Subsection (b) opens a second, harder route past the privilege. A court, agency, or arbitrator can find, after an in-camera hearing, that the party seeking the evidence has proven three things: that the evidence is not available anywhere else, that the need for it substantially outweighs the interest in keeping mediation confidential, and that the communication is sought in a felony court proceeding or, with the same qualification noted above, a proceeding to rescind, reform, or defend against liability on a contract that grew out of the mediation. Once that finding is made, the privilege gives way — the bar sits considerably higher here than the flat exclusions in subsection (a), since a showing of relevance alone is not enough.
Subsection (c) supplies that qualification, and it runs in the mediator’s favor specifically. Even though the professional-misconduct communications in paragraph (a)(6) and the contract communications in paragraph (b)(2) carry no privilege as a general matter, the mediator personally cannot be compelled to give evidence about them. The exception opens the door for other participants and documents; it does not force the mediator onto the stand.
Subsection (d) keeps either route from swallowing the whole mediation. When a communication loses its privilege under subsection (a) or (b), only the portion of it necessary to the specific exception may come into evidence — not the surrounding conversation. And admitting a communication under one of these exceptions does not turn it, or any other mediation communication, into fair game for some unrelated purpose later in the case.
Frequently Asked Questions
Is a final settlement agreement reached in mediation privileged?
No. Under paragraph (a)(1), a mediation communication that is part of an agreement evidenced by a record signed by all parties to the agreement carries no privilege.
Does the privilege ever apply to abuse or neglect allegations involving a protective services agency?

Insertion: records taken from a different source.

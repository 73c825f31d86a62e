use std::collections::BTreeMap;
use std::hash::{Hash, Hasher};

use serde::{Deserialize, Serialize};

/// A single metadata value. The set of variants is closed on purpose; any
/// structured payload belongs in a child [`Meta`] node instead.
#[derive(Clone, Debug, Serialize, Deserialize)]
pub enum Value {
    Bool(bool),
    Int(i64),
    Float(f64),
    String(String),
    List(Vec<Value>),
}

impl PartialEq for Value {
    fn eq(&self, other: &Self) -> bool {
        match (self, other) {
            (Value::Bool(a), Value::Bool(b)) => a == b,
            (Value::Int(a), Value::Int(b)) => a == b,
            // bit comparison keeps Meta usable as a map key
            (Value::Float(a), Value::Float(b)) => a.to_bits() == b.to_bits(),
            (Value::String(a), Value::String(b)) => a == b,
            (Value::List(a), Value::List(b)) => a == b,
            _ => false,
        }
    }
}

impl Eq for Value {}

impl Hash for Value {
    fn hash<H: Hasher>(&self, state: &mut H) {
        std::mem::discriminant(self).hash(state);
        match self {
            Value::Bool(v) => v.hash(state),
            Value::Int(v) => v.hash(state),
            Value::Float(v) => v.to_bits().hash(state),
            Value::String(v) => v.hash(state),
            Value::List(v) => v.hash(state),
        }
    }
}

impl From<bool> for Value {
    fn from(v: bool) -> Self {
        Value::Bool(v)
    }
}

impl From<i64> for Value {
    fn from(v: i64) -> Self {
        Value::Int(v)
    }
}

impl From<i32> for Value {
    fn from(v: i32) -> Self {
        Value::Int(v as i64)
    }
}

impl From<f64> for Value {
    fn from(v: f64) -> Self {
        Value::Float(v)
    }
}

impl From<&str> for Value {
    fn from(v: &str) -> Self {
        Value::String(v.to_string())
    }
}

impl From<String> for Value {
    fn from(v: String) -> Self {
        Value::String(v)
    }
}

impl From<Vec<Value>> for Value {
    fn from(v: Vec<Value>) -> Self {
        Value::List(v)
    }
}

/// A named tree of values and child nodes.
///
/// `Meta` plays two roles: task configuration (read with the `*_or` getters,
/// merged with [`Meta::over`]) and cache identity (compared structurally,
/// hashed canonically). The ordered maps make equality and hashing
/// independent of insertion order.
#[derive(Clone, Debug, Default, PartialEq, Eq, Hash, Serialize, Deserialize)]
pub struct Meta {
    name: String,
    values: BTreeMap<String, Value>,
    nodes: BTreeMap<String, Meta>,
}

impl Meta {
    pub fn new(name: impl Into<String>) -> Self {
        Meta {
            name: name.into(),
            ..Default::default()
        }
    }

    /// The anonymous empty meta.
    pub fn empty() -> Self {
        Meta::default()
    }

    pub fn name(&self) -> &str {
        &self.name
    }

    /// True when there are no values and no child nodes.
    pub fn is_empty(&self) -> bool {
        self.values.is_empty() && self.nodes.is_empty()
    }

    pub fn put(mut self, key: impl Into<String>, value: impl Into<Value>) -> Self {
        self.values.insert(key.into(), value.into());
        self
    }

    pub fn put_node(mut self, key: impl Into<String>, node: Meta) -> Self {
        self.nodes.insert(key.into(), node);
        self
    }

    pub fn value(&self, key: &str) -> Option<&Value> {
        self.values.get(key)
    }

    pub fn node(&self, key: &str) -> Option<&Meta> {
        self.nodes.get(key)
    }

    pub fn bool_or(&self, key: &str, default: bool) -> bool {
        match self.values.get(key) {
            Some(Value::Bool(v)) => *v,
            _ => default,
        }
    }

    pub fn i64_or(&self, key: &str, default: i64) -> i64 {
        match self.values.get(key) {
            Some(Value::Int(v)) => *v,
            _ => default,
        }
    }

    pub fn f64_or(&self, key: &str, default: f64) -> f64 {
        match self.values.get(key) {
            Some(Value::Float(v)) => *v,
            Some(Value::Int(v)) => *v as f64,
            _ => default,
        }
    }

    pub fn str_or<'a>(&'a self, key: &str, default: &'a str) -> &'a str {
        match self.values.get(key) {
            Some(Value::String(v)) => v,
            _ => default,
        }
    }

    /// Laminate this meta over a base layer.
    ///
    /// Values present here win; child nodes with the same key are merged
    /// recursively. The result keeps this meta's name unless it is empty.
    pub fn over(&self, base: &Meta) -> Meta {
        let mut result = base.clone();

        if !self.name.is_empty() {
            result.name = self.name.clone();
        }

        for (key, value) in &self.values {
            result.values.insert(key.clone(), value.clone());
        }

        for (key, node) in &self.nodes {
            let merged = match base.nodes.get(key) {
                Some(under) => node.over(under),
                None => node.clone(),
            };
            result.nodes.insert(key.clone(), merged);
        }

        result
    }

    /// A stable 64-bit digest of the full structure, suitable for file
    /// naming across processes. Equal metas always produce equal digests;
    /// the converse is checked separately wherever it matters.
    pub fn identity_hash(&self) -> u64 {
        let mut hasher = Blake3Hasher::default();
        self.hash(&mut hasher);
        hasher.finish()
    }

    /// Export as a JSON string, mostly for debugging and logs.
    pub fn to_json(&self) -> serde_json::Result<String> {
        serde_json::to_string(self)
    }
}

/// A `std::hash::Hasher` over BLAKE3, so structural hashing produces the
/// same digest in every process regardless of hasher seeding.
#[derive(Default)]
pub(crate) struct Blake3Hasher(blake3::Hasher);

impl Hasher for Blake3Hasher {
    fn finish(&self) -> u64 {
        let mut output = [0u8; 8];
        self.0.finalize_xof().fill(&mut output);
        u64::from_le_bytes(output)
    }

    fn write(&mut self, bytes: &[u8]) {
        self.0.update(bytes);
    }
}

#[cfg(test)]
mod tests {
    use super::*;

    #[test]
    fn equality_is_structural() {
        let a = Meta::new("id").put("x", 1).put("y", 2.5);
        let b = Meta::new("id").put("y", 2.5).put("x", 1);
        assert_eq!(a, b);
        assert_eq!(a.identity_hash(), b.identity_hash());
    }

    #[test]
    fn inequality_changes_hash() {
        let a = Meta::new("id").put("x", 1);
        let b = Meta::new("id").put("x", 2);
        assert_ne!(a, b);
        assert_ne!(a.identity_hash(), b.identity_hash());
    }

    #[test]
    fn lamination_overlay_wins() {
        let base = Meta::new("base")
            .put("a", 1)
            .put("b", 2)
            .put_node("sub", Meta::empty().put("x", 1).put("y", 2));
        let overlay = Meta::new("overlay")
            .put("b", 20)
            .put_node("sub", Meta::empty().put("y", 20));

        let merged = overlay.over(&base);
        assert_eq!(merged.i64_or("a", 0), 1);
        assert_eq!(merged.i64_or("b", 0), 20);

        let sub = merged.node("sub").unwrap();
        assert_eq!(sub.i64_or("x", 0), 1);
        assert_eq!(sub.i64_or("y", 0), 20);
        assert_eq!(merged.name(), "overlay");
    }

    #[test]
    fn getters_fall_back_on_defaults() {
        let meta = Meta::empty().put("flag", true).put("count", 3);
        assert!(meta.bool_or("flag", false));
        assert!(meta.bool_or("missing", true));
        assert_eq!(meta.i64_or("count", 0), 3);
        assert_eq!(meta.str_or("missing", "fallback"), "fallback");
        assert_eq!(meta.f64_or("count", 0.0), 3.0);
    }

    #[test]
    fn empty_checks() {
        assert!(Meta::empty().is_empty());
        assert!(Meta::new("named").is_empty());
        assert!(!Meta::empty().put("k", 1).is_empty());
    }

    #[test]
    fn json_export() {
        let meta = Meta::new("id").put("x", 1);
        let json = meta.to_json().unwrap();
        assert!(json.contains("\"x\""));
    }
}
impl<T: Send + Sync + 'static> Inner<T> {
    /// Drive this goal to completion on the calling thread.
    ///
    /// The `Pending -> Running` transition is claimed under the state lock,
    /// so exactly one thread executes the computation; every other caller
    /// blocks on the condvar and receives a clone of the same outcome.
    fn drive(&self) -> Outcome<T> {
        {
            let mut state = self.state.lock().unwrap();
            loop {
                let waiting = match &*state {
                    State::Done(outcome) => return outcome.clone(),
                    State::Running => true,
                    State::Pending => {
                        *state = State::Running;
                        false
                    }
                };

                if !waiting {
                    break;
                }
                state = self.done.wait(state).unwrap();
            }
        }

        let mut failure = None;
        if self.drive_deps {
            // Start every dependency first so independent ones can occupy
            // other workers, then join them in order.
            for dep in &self.deps {
                dep.run();
            }
            for dep in &self.deps {
                if let Err(err) = dep.wait() {
                    tracing::debug!("goal dependency failed: {err}");
                    failure = Some(err);
                    break;
                }
            }
        }

        let outcome = match failure {
            Some(err) => Err(err),
            None => {
                let compute = self
                    .compute
                    .lock()
                    .unwrap()
                    .take()
                    .expect("claimed goal has a computation");
                compute()
            }
        };

        self.finish(outcome)
    }

    fn finish(&self, outcome: Outcome<T>) -> Outcome<T> {
        {
            let mut state = self.state.lock().unwrap();
            *state = State::Done(outcome.clone());
        }
        self.done.notify_all();

        let drained = std::mem::take(&mut *self.listeners.lock().unwrap());
        for listener in drained {
            listener(&outcome);
        }

        outcome
    }

    fn cancel(&self) -> bool {
        let claimed = {
            let mut state = self.state.lock().unwrap();
            match &*state {
                State::Pending => {
                    *state = State::Running;
                    true
                }
                _ => false,
            }
        };

        if claimed {
            self.finish(Err(GoalError::Cancelled));
        }
        claimed
    }

    fn peek(&self) -> Option<Outcome<T>> {
        match &*self.state.lock().unwrap() {
            State::Done(outcome) => Some(outcome.clone()),
            _ => None,
        }
    }

    fn on_complete(&self, listener: Listener<T>) {
        let mut slot = Some(listener);
        let immediate = {
            let mut listeners = self.listeners.lock().unwrap();
            let state = self.state.lock().unwrap();
            match &*state {
                State::Done(outcome) => Some(outcome.clone()),
                _ => {
                    listeners.push(slot.take().expect("listener registered once"));
                    None
                }
            }
        };

        // Registered after completion: fire right away, exactly once.
        if let Some(outcome) = immediate
            && let Some(listener) = slot
        {
            listener(&outcome);
        }
    }
}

Ordinarily no. Paragraph (a)(7) removes the privilege for communications offered to prove or disprove abuse, neglect, abandonment, or exploitation in a proceeding where a child or adult protective services agency is a party — but if that agency participated in a Division of Family and Children Services mediation, the privilege can still apply.
Can a mediator be forced to testify about a misconduct claim brought against a mediation party?
No. Although paragraph (a)(6) removes the privilege for communications offered to prove or disprove that kind of claim, subsection (c) still shields the mediator personally from being compelled to provide evidence about it, even though other participants and records can be reached.
What does a party have to show to get a court to strip the privilege under subsection (b)?
After an in-camera hearing, that the evidence is not otherwise available, that the need for it substantially outweighs the interest in protecting confidentiality, and that it is sought in a felony proceeding or a proceeding to rescind, reform, or defend against a contract arising from the mediation.
If a court admits an unprivileged mediation communication, does that open up the rest of the mediation to discovery?
No. Subsection (d) limits admission to the portion of the communication the exception covers, and admitting it does not make any other mediation communication discoverable or admissible for a different purpose.
Amendment History
Code 1981, § 9-17-5, enacted by Ga. L. 2021, p. 646, § 2/SB 234.